AMISH SMOKING: I've written about this topic before, but I stumbled upon a scene last week in Berne, Indiana that illustrated it well. Note this horse-drawn buggy parked outside of a "smokes" shop on US 27. This is about as close as I was able to get from an awkward vantagepoint in a parking lot across the street.
In my over two decades of visiting Amish settlements all over the USA and Canada I’ve only seen an Amish person smoking once, and that was a young Amish man in Geauga County, Ohio. Seeing a youth smoking almost doesn't count since they aren't often bound by church rules in the same way adults are. Tobacco seems to be a habit that is either very private or very localized to certain Amish communities. One friend of mine attended an Amish wedding in Pennsylvania several years ago and wrote to me afterwards about how “some of the men sat in chairs outside under the trees talking and smoking” after the wedding, behavior that she described as “typical.” Yet I have never seen anything like that. It's one thing to smoke privately, but socially like that is something I've never seen.
There are some Amish in Pennsylvania, Maryland and Kentucky that grow tobacco and in some church districts smoking is permitted.
I have also heard of Amish in - this is a surprise - ultra-conservative Swartzentruber Amish settlements smoking cigars.
By the way, one of the biggest arguments against Amish smoking isn't health impacts (although that surely has contributed to a decline in the habit), but economic. It's simply seen has generally too expensive of a habit to maintain and a frivolous waste of money for the traditionally frugal Amish. Here is an interesting, more indepth, treatment of the topic.
Dennis
Some Amish groups allow smoking, but only allow brown cigarettes. No worldly white papered fags like the English smoke.
Kevin
Interesting, Dennis, thanks for checking in! Have you seen amish smoking? If so, where?
Dennis
Ohio. The Schwartzentrubers in Peoli
Kevin
Neat, I don't know anyone in that settlement, do you have friends there?
Dennis
I have friends who have friends there. We have also had a couple groups move into the Freeport Ohio area in the past few years. Not sure which group they are with. Pretty sure not Scwartzentruber, though. I have many, many Beachy friends, though. Attend church with them.

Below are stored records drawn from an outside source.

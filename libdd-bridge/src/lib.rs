// Copyright 2021-Present Datadog, Inc. https://www.datadoghq.com/
// SPDX-License-Identifier: Apache-2.0

//! Cross-platform bridge for the native observability SDK.
//!
//! The host runtime talks to this crate through flat, loosely typed calls:
//! strings, numbers and string-keyed maps of [`HostValue`]s. Each component
//! coerces those maps into typed attributes (see `libdd_bridge_attributes`)
//! and forwards the call to a native sink behind a collaborator trait. The
//! native SDK itself, transport included, lives on the other side of those
//! traits.
//!
//! All calls are synchronous and run to completion on the caller's thread;
//! the only shared state is the span registry and the global attribute set,
//! both mutex-guarded.

#![cfg_attr(not(test), deny(clippy::panic))]
#![cfg_attr(not(test), deny(clippy::unwrap_used))]
#![cfg_attr(not(test), deny(clippy::expect_used))]
#![cfg_attr(not(test), deny(clippy::todo))]
#![cfg_attr(not(test), deny(clippy::unimplemented))]

use std::sync::{Arc, Mutex, MutexGuard};

use chrono::{DateTime, Utc};
use libdd_bridge_attributes::{AttributeMap, AttributeValue};

pub mod logs;
pub mod rum;
pub mod sdk;
pub mod trace;

use logs::{DdLogs, NativeLogger};
use rum::{DdRum, NativeRum};
use sdk::{DdSdk, NativeSdk};
use trace::{DdTrace, NativeTracer};

/// Extension trait for `Mutex` acquiring the lock and panicking if it is
/// poisoned. Bridge locks are only held for plain map operations, so a
/// poisoned lock means a bug, not a recoverable state.
pub trait MutexExt<T> {
    fn lock_or_panic(&self) -> MutexGuard<'_, T>;
}

impl<T> MutexExt<T> for Mutex<T> {
    #[inline(always)]
    #[track_caller]
    fn lock_or_panic(&self) -> MutexGuard<'_, T> {
        #[allow(clippy::unwrap_used)]
        self.lock().unwrap()
    }
}

/// The attribute set attached to all future logs, spans and RUM events.
///
/// A cloneable handle to one shared map: the SDK component writes it, the
/// log and trace components merge it into every outgoing attribute map. It
/// is owned by the [`Bridge`] and handed out by injection, never reached
/// through process-wide state.
#[derive(Clone, Debug, Default)]
pub struct GlobalAttributes {
    attributes: Arc<Mutex<AttributeMap>>,
}

impl GlobalAttributes {
    pub fn insert(&self, key: String, value: AttributeValue) {
        self.attributes.lock_or_panic().insert(key, value);
    }

    /// Merges the set into `attributes` without overwriting call-site keys.
    pub fn merge_into(&self, attributes: &mut AttributeMap) {
        for (key, value) in self.attributes.lock_or_panic().iter() {
            if !attributes.contains_key(key) {
                attributes.insert(key.clone(), value.clone());
            }
        }
    }

    pub fn snapshot(&self) -> AttributeMap {
        self.attributes.lock_or_panic().clone()
    }
}

pub(crate) fn datetime_from_millis(timestamp_ms: i64) -> DateTime<Utc> {
    DateTime::from_timestamp_millis(timestamp_ms).unwrap_or(DateTime::UNIX_EPOCH)
}

/// Entry point wiring the four bridge components to their native sinks and
/// to one shared global attribute set.
pub struct Bridge<L, T, R, S>
where
    L: NativeLogger,
    T: NativeTracer,
    R: NativeRum,
    S: NativeSdk,
{
    pub logs: DdLogs<L>,
    pub trace: DdTrace<T>,
    pub rum: DdRum<R>,
    pub sdk: DdSdk<S>,
}

impl<L, T, R, S> Bridge<L, T, R, S>
where
    L: NativeLogger,
    T: NativeTracer,
    R: NativeRum,
    S: NativeSdk,
{
    pub fn new(logger: L, tracer: T, rum: R, sdk: S) -> Self {
        let global_attributes = GlobalAttributes::default();
        Self {
            logs: DdLogs::new(logger, global_attributes.clone()),
            trace: DdTrace::new(tracer, global_attributes.clone()),
            rum: DdRum::new(rum),
            sdk: DdSdk::new(sdk, global_attributes),
        }
    }
}

// The attribute types appear in every bridge signature; re-export them so
// callers depend on one crate.
pub use libdd_bridge_attributes::{cast_attributes, AnyEncodable, HostValue, NumberValue};
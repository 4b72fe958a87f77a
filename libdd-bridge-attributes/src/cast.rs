// Copyright 2021-Present Datadog, Inc. https://www.datadoghq.com/
// SPDX-License-Identifier: Apache-2.0

use std::collections::HashMap;

use serde::{Serialize, Serializer};

use crate::value::{AnyEncodable, HostValue};

/// Namespace prefix reserved for attributes the SDK injects itself, such as
/// event timestamps. Everything else is user data.
pub const INTERNAL_ATTRIBUTE_PREFIX: &str = "_dd.";

pub fn is_internal_attribute(key: &str) -> bool {
    key.starts_with(INTERNAL_ATTRIBUTE_PREFIX)
}

/// A typed attribute, ready for the native SDK's encoder.
///
/// Internal attributes are narrowed to one of the three variants the native
/// encoder handles directly; user attributes keep their full shape behind the
/// [`AnyEncodable`] erasure. Serialization is transparent in both cases, the
/// variant never appears in the output.
#[derive(Debug, Clone, PartialEq)]
pub enum AttributeValue {
    String(String),
    Integer(i64),
    Double(f64),
    Encodable(AnyEncodable),
}

impl AttributeValue {
    /// Returns the underlying string when the attribute holds one, looking
    /// through the erasure for user attributes.
    pub fn as_str(&self) -> Option<&str> {
        match self {
            AttributeValue::String(string) => Some(string),
            AttributeValue::Encodable(any) => match &any.value {
                HostValue::String(string) => Some(string),
                _ => None,
            },
            _ => None,
        }
    }
}

impl Serialize for AttributeValue {
    fn serialize<S: Serializer>(&self, serializer: S) -> Result<S::Ok, S::Error> {
        match self {
            AttributeValue::String(string) => serializer.serialize_str(string),
            AttributeValue::Integer(integer) => serializer.serialize_i64(*integer),
            AttributeValue::Double(double) => serializer.serialize_f64(*double),
            AttributeValue::Encodable(any) => any.serialize(serializer),
        }
    }
}

/// The typed attribute map handed to the logging, tracing and RUM sinks.
pub type AttributeMap = HashMap<String, AttributeValue>;

/// Converts a raw host-runtime map into a typed attribute map.
///
/// Two-track policy keyed on the reserved namespace: internal attributes are
/// narrowed to a string, a 64-bit integer or a double, in that order, and
/// silently dropped when none fits; user attributes are wrapped unmodified,
/// deferring any validation to serialization time. Pure function, no entry is
/// ever invented and only failed internal narrowings are removed.
pub fn cast_attributes(attributes: HashMap<String, HostValue>) -> AttributeMap {
    let mut casted = AttributeMap::with_capacity(attributes.len());
    for (key, value) in attributes {
        if is_internal_attribute(&key) {
            if let Some(value) = cast_internal_attribute(value) {
                casted.insert(key, value);
            }
        } else {
            casted.insert(key, AttributeValue::Encodable(AnyEncodable::new(value)));
        }
    }
    casted
}

/// Internal attributes support only a narrow value set. A boxed boolean
/// narrows as an integer here, the host runtime does not deliver it as
/// anything more specific than a one-bit number; the double narrowing comes
/// last as the wider type.
fn cast_internal_attribute(value: HostValue) -> Option<AttributeValue> {
    match value {
        HostValue::String(string) => Some(AttributeValue::String(string)),
        HostValue::Number(number) => number
            .as_i64()
            .map(AttributeValue::Integer)
            .or_else(|| number.as_f64().map(AttributeValue::Double)),
        _ => None,
    }
}
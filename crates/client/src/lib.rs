//! Portfolio Client - session, authentication and moderation flow.
//!
//! Talks to the portfolio backend's REST API on behalf of a UI layer:
//! - [`session`] - Persisted token and user, restored at startup
//! - [`auth`] - Login and registration
//! - [`moderation`] - Authenticated admin endpoints
//! - [`panel`] - Role-gated admin panel view state
//! - [`forms`] - Unauthenticated contact and testimonial forms
//!
//! # Architecture
//!
//! All components share one [`http::ApiClient`] and one
//! [`session::SessionStore`]; both are cheap to clone. [`PortfolioClient`]
//! wires them together from a [`ClientConfig`].

#![cfg_attr(not(test), forbid(unsafe_code))]

pub mod auth;
pub mod client;
pub mod config;
pub mod error;
pub mod forms;
pub mod http;
pub mod listing;
pub mod moderation;
pub mod panel;
pub mod session;

pub use auth::{AuthFlow, AuthState};
pub use client::PortfolioClient;
pub use config::{ClientConfig, ConfigError};
pub use error::{AuthError, ModerationError, PanelError, StorageError, SubmissionError};
pub use forms::{ContactForm, FormStatus, PublicTestimonials, SubmissionForm, TestimonialForm};
pub use http::{ApiClient, ApiError};
pub use listing::Listing;
pub use moderation::ModerationClient;
pub use panel::{AdminPanel, FilterCounts, PanelAccess, PanelSection, PanelView, Tab};
pub use session::{FileStore, KeyValueStore, MemoryStore, Session, SessionStore};
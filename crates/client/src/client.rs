//! One-stop construction of every client component from configuration.

use std::time::Duration;

use crate::auth::AuthFlow;
use crate::config::ClientConfig;
use crate::forms::{ContactForm, PublicTestimonials, TestimonialForm};
use crate::http::{ApiClient, ApiError};
use crate::moderation::ModerationClient;
use crate::panel::AdminPanel;
use crate::session::SessionStore;

/// Shared handles for one backend and one persisted session.
#[derive(Debug, Clone)]
pub struct PortfolioClient {
    api: ApiClient,
    session: SessionStore,
    form_reset_delay: Duration,
}

impl PortfolioClient {
    /// Build the HTTP client and session store described by `config` and
    /// restore any persisted session.
    ///
    /// # Errors
    ///
    /// Returns `ApiError` if the HTTP client cannot be built.
    pub fn new(config: &ClientConfig) -> Result<Self, ApiError> {
        let session = SessionStore::file(&config.session_path);
        session.restore();
        Ok(Self::with_session(ApiClient::new(config)?, session, config.form_reset_delay))
    }

    /// Assemble from existing parts.
    #[must_use]
    pub const fn with_session(
        api: ApiClient,
        session: SessionStore,
        form_reset_delay: Duration,
    ) -> Self {
        Self {
            api,
            session,
            form_reset_delay,
        }
    }

    #[must_use]
    pub const fn api(&self) -> &ApiClient {
        &self.api
    }

    #[must_use]
    pub const fn session(&self) -> &SessionStore {
        &self.session
    }

    #[must_use]
    pub fn auth(&self) -> AuthFlow {
        AuthFlow::new(self.api.clone(), self.session.clone())
    }

    #[must_use]
    pub fn moderation(&self) -> ModerationClient {
        ModerationClient::new(self.api.clone(), self.session.clone())
    }

    #[must_use]
    pub fn admin_panel(&self) -> AdminPanel {
        AdminPanel::new(self.moderation(), self.session.clone())
    }

    #[must_use]
    pub fn contact_form(&self) -> ContactForm {
        ContactForm::new(self.api.clone(), self.form_reset_delay)
    }

    #[must_use]
    pub fn testimonial_form(&self) -> TestimonialForm {
        TestimonialForm::new(self.api.clone(), self.form_reset_delay)
    }

    #[must_use]
    pub fn public_testimonials(&self) -> PublicTestimonials {
        PublicTestimonials::new(self.api.clone())
    }
}
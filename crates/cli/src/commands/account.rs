//! Session commands.
//!
//! # Usage
//!
//! ```bash
//! portfolio login -e admin@example.com -p admin123
//! portfolio register -u ada -e ada@example.com -p correct-horse
//! portfolio whoami
//! portfolio logout
//! ```
//!
//! # Environment Variables
//!
//! - `PORTFOLIO_PASSWORD` - Password for `login`/`register` when `-p` is omitted
//! - `PORTFOLIO_SESSION_PATH` - Where the session is saved

use portfolio_client::{AuthError, PortfolioClient, Session, StorageError};

fn report(session: &Session) {
    let user = session.user();
    tracing::info!("Logged in as {} ({})", user.username, user.role);
}

/// Log in and save the session.
pub async fn login(
    client: &PortfolioClient,
    identifier: &str,
    password: &str,
) -> Result<(), AuthError> {
    let session = client.auth().login(identifier, password).await?;
    report(&session);
    Ok(())
}

/// Register, then save the new session.
pub async fn register(
    client: &PortfolioClient,
    username: &str,
    email: &str,
    password: &str,
) -> Result<(), AuthError> {
    let session = client.auth().register(username, email, password).await?;
    report(&session);
    Ok(())
}

/// Forget the saved session.
pub fn logout(client: &PortfolioClient) -> Result<(), StorageError> {
    client.auth().logout()
}

/// Print the saved identity.
pub fn whoami(client: &PortfolioClient) {
    match client.session().user() {
        Some(user) => {
            let email = user.email.as_deref().unwrap_or("no email on record");
            tracing::info!("{} <{email}> - role: {}", user.username, user.role);
        }
        None => tracing::info!("Not logged in"),
    }
}
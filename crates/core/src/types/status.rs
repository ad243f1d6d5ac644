//! Status and role enums for portfolio resources.

use serde::{Deserialize, Serialize};

/// Account role, the only authorization signal the client consults.
///
/// Any role string other than `admin` decodes as [`Role::User`], so an
/// unexpected value from the backend never unlocks the admin panel.
#[derive(Debug, Clone, Copy, PartialEq, Eq, Hash, Serialize, Deserialize, Default)]
#[serde(rename_all = "snake_case")]
pub enum Role {
    /// May open the admin panel.
    Admin,
    /// Regular visitor account.
    #[default]
    #[serde(other)]
    User,
}

impl Role {
    /// Whether this role passes the admin panel gate.
    #[must_use]
    pub const fn is_admin(self) -> bool {
        matches!(self, Self::Admin)
    }
}

impl std::fmt::Display for Role {
    fn fmt(&self, f: &mut std::fmt::Formatter<'_>) -> std::fmt::Result {
        match self {
            Self::Admin => write!(f, "admin"),
            Self::User => write!(f, "user"),
        }
    }
}

/// Moderation status of a testimonial.
#[derive(Debug, Clone, Copy, PartialEq, Eq, Hash, Serialize, Deserialize, Default)]
#[serde(rename_all = "snake_case")]
pub enum TestimonialStatus {
    /// Submitted, waiting for review. Hidden from the public list.
    #[default]
    Pending,
    /// Visible on the public site.
    Approved,
    /// Reviewed and declined. Hidden from the public list.
    Rejected,
}

impl TestimonialStatus {
    /// Map the admin panel's show/hide toggle onto a status.
    ///
    /// Hiding an approved testimonial sends it back to `pending` rather than
    /// `rejected`, matching the panel's eye/eye-off button.
    #[must_use]
    pub const fn from_approval(approved: bool) -> Self {
        if approved { Self::Approved } else { Self::Pending }
    }

    /// Map the legacy `verified` flag onto a status.
    #[must_use]
    pub const fn from_verified(verified: bool) -> Self {
        Self::from_approval(verified)
    }

    /// Whether testimonials in this status may appear on the public site.
    #[must_use]
    pub const fn is_public(self) -> bool {
        matches!(self, Self::Approved)
    }
}

impl std::fmt::Display for TestimonialStatus {
    fn fmt(&self, f: &mut std::fmt::Formatter<'_>) -> std::fmt::Result {
        match self {
            Self::Pending => write!(f, "pending"),
            Self::Approved => write!(f, "approved"),
            Self::Rejected => write!(f, "rejected"),
        }
    }
}

/// Follow-up status shared by contact messages and shop inquiries.
#[derive(Debug, Clone, Copy, PartialEq, Eq, Hash, Serialize, Deserialize, Default)]
#[serde(rename_all = "kebab-case")]
pub enum ProgressStatus {
    /// Not looked at yet. The backend's `unread` default decodes here.
    #[default]
    #[serde(alias = "unread")]
    New,
    /// Being handled.
    #[serde(alias = "in_progress")]
    InProgress,
    /// Handled.
    Completed,
}

impl std::fmt::Display for ProgressStatus {
    fn fmt(&self, f: &mut std::fmt::Formatter<'_>) -> std::fmt::Result {
        match self {
            Self::New => write!(f, "new"),
            Self::InProgress => write!(f, "in-progress"),
            Self::Completed => write!(f, "completed"),
        }
    }
}

impl std::str::FromStr for ProgressStatus {
    type Err = String;

    fn from_str(s: &str) -> Result<Self, Self::Err> {
        match s {
            "new" | "unread" => Ok(Self::New),
            "in-progress" | "in_progress" => Ok(Self::InProgress),
            "completed" => Ok(Self::Completed),
            _ => Err(format!("invalid status: {s}")),
        }
    }
}
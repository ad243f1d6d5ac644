//! Testimonial records and submissions.
//!
//! Two shapes exist on the wire. The admin API returns rows with a `status`
//! column (`pending`/`approved`/`rejected`), while the static showcase data
//! uses `verified: bool` with `content`, `role`, `projectType` and `date`
//! field names. Both decode into the single [`Testimonial`] model:
//!
//! | Wire field | Canonical field |
//! |---|---|
//! | `status` | `status` |
//! | `verified: true` / `false` | `status: approved` / `pending` |
//! | `content` | `message` |
//! | `role` | `position` |
//! | `projectType` | `project_type` |
//! | `date` | `created_at` |
//!
//! When a record carries both `status` and `verified`, `status` wins.

use chrono::{DateTime, Utc};
use serde::{Deserialize, Serialize};

use super::email::Email;
use super::id::{Identified, TestimonialId};
use super::rating::Rating;
use super::status::TestimonialStatus;
use super::validation::{ValidationError, require};
use super::wire::timestamp;

/// A testimonial as the client models it.
#[derive(Debug, Clone, PartialEq, Eq, Serialize, Deserialize)]
#[serde(from = "TestimonialRecord")]
pub struct Testimonial {
    /// Backend id.
    pub id: TestimonialId,
    /// Author name.
    pub name: String,
    /// Author email (empty for showcase entries).
    pub email: String,
    /// Author company.
    #[serde(skip_serializing_if = "Option::is_none")]
    pub company: Option<String>,
    /// Author position or role.
    pub position: String,
    /// Testimonial text.
    pub message: String,
    /// Star rating.
    pub rating: Rating,
    /// Moderation status.
    pub status: TestimonialStatus,
    /// Kind of project the testimonial refers to.
    #[serde(skip_serializing_if = "Option::is_none")]
    pub project_type: Option<String>,
    /// Submission time.
    #[serde(serialize_with = "timestamp::option::serialize")]
    pub created_at: Option<DateTime<Utc>>,
}

impl Testimonial {
    /// Whether this testimonial may appear on the public site.
    #[must_use]
    pub const fn is_public(&self) -> bool {
        self.status.is_public()
    }
}

impl Identified for Testimonial {
    type Id = TestimonialId;

    fn id(&self) -> TestimonialId {
        self.id
    }
}

/// Union of both wire shapes.
#[derive(Deserialize)]
struct TestimonialRecord {
    id: TestimonialId,
    name: String,
    #[serde(default)]
    email: Option<String>,
    #[serde(default)]
    company: Option<String>,
    #[serde(default, alias = "role")]
    position: Option<String>,
    #[serde(alias = "content")]
    message: String,
    #[serde(default)]
    rating: Rating,
    #[serde(default)]
    status: Option<TestimonialStatus>,
    #[serde(default)]
    verified: Option<bool>,
    #[serde(default, alias = "projectType")]
    project_type: Option<String>,
    #[serde(default, alias = "date", with = "timestamp::option")]
    created_at: Option<DateTime<Utc>>,
}

fn non_blank(value: Option<String>) -> Option<String> {
    value.filter(|v| !v.trim().is_empty())
}

impl From<TestimonialRecord> for Testimonial {
    fn from(record: TestimonialRecord) -> Self {
        let status = record
            .status
            .or_else(|| record.verified.map(TestimonialStatus::from_verified))
            .unwrap_or_default();

        Self {
            id: record.id,
            name: record.name,
            email: record.email.unwrap_or_default(),
            company: non_blank(record.company),
            position: record.position.unwrap_or_default(),
            message: record.message,
            rating: record.rating,
            status,
            project_type: non_blank(record.project_type),
            created_at: record.created_at,
        }
    }
}

/// Keep only testimonials that may be shown publicly.
///
/// Applied client-side to every public listing, whatever the backend sent.
#[must_use]
pub fn public_only(testimonials: impl IntoIterator<Item = Testimonial>) -> Vec<Testimonial> {
    testimonials.into_iter().filter(Testimonial::is_public).collect()
}

/// Admin-side filter over the testimonial list.
#[derive(Debug, Clone, Copy, PartialEq, Eq, Hash, Default, Serialize, Deserialize)]
#[serde(rename_all = "snake_case")]
pub enum TestimonialFilter {
    /// Every testimonial.
    #[default]
    All,
    /// Only approved (publicly visible) testimonials.
    Approved,
    /// Everything not approved yet, including rejected ones.
    Pending,
}

impl TestimonialFilter {
    /// Whether `testimonial` passes the filter.
    #[must_use]
    pub const fn matches(self, testimonial: &Testimonial) -> bool {
        match self {
            Self::All => true,
            Self::Approved => testimonial.is_public(),
            Self::Pending => !testimonial.is_public(),
        }
    }
}

impl std::str::FromStr for TestimonialFilter {
    type Err = String;

    fn from_str(s: &str) -> Result<Self, Self::Err> {
        match s {
            "all" => Ok(Self::All),
            "approved" | "verified" => Ok(Self::Approved),
            "pending" | "unverified" => Ok(Self::Pending),
            _ => Err(format!("invalid filter: {s}")),
        }
    }
}

/// Body of `PUT /api/admin/testimonials/:id`.
#[derive(Debug, Clone, Copy, PartialEq, Eq, Serialize, Deserialize)]
pub struct TestimonialStatusUpdate {
    /// New status.
    pub status: TestimonialStatus,
}

/// Body of `POST /api/testimonials`.
#[derive(Debug, Clone, Default, PartialEq, Eq, Serialize, Deserialize)]
pub struct TestimonialSubmission {
    /// Author name.
    pub name: String,
    /// Author email.
    pub email: String,
    /// Author company.
    #[serde(default)]
    pub company: String,
    /// Author position or role.
    #[serde(default)]
    pub position: String,
    /// Testimonial text.
    pub message: String,
    /// Star rating.
    #[serde(default)]
    pub rating: Rating,
}

impl TestimonialSubmission {
    /// Trim the fields and validate them, producing the payload to send.
    ///
    /// # Errors
    ///
    /// Returns the first `ValidationError` found: blank name or message, or a
    /// malformed email.
    pub fn prepared(&self) -> Result<Self, ValidationError> {
        require("name", &self.name)?;
        require("email", &self.email)?;
        require("message", &self.message)?;
        let email = Email::parse(&self.email)?;

        Ok(Self {
            name: self.name.trim().to_owned(),
            email: email.into_inner(),
            company: self.company.trim().to_owned(),
            position: self.position.trim().to_owned(),
            message: self.message.trim().to_owned(),
            rating: self.rating,
        })
    }
}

Tom The Backroads Traveller
OK Kevin, I need to take you to Conewango or the communities that have been started by folks from Conewango. Do men smoke? YES! and they chew! They smoke pipes and those small cigars with the brown wrappers (they're really cigarettes). The economic situation is a point, but Conewango is located near an Indian reservation where untaxed tobacco is sold. Some families are big tobacco users and other don't touch it. Tom The Backroads Traveller
Kevin
Interesting, Tom. Just not something I have seen before in the Amish settlements I have visited, but good point about the proximity to the reservations!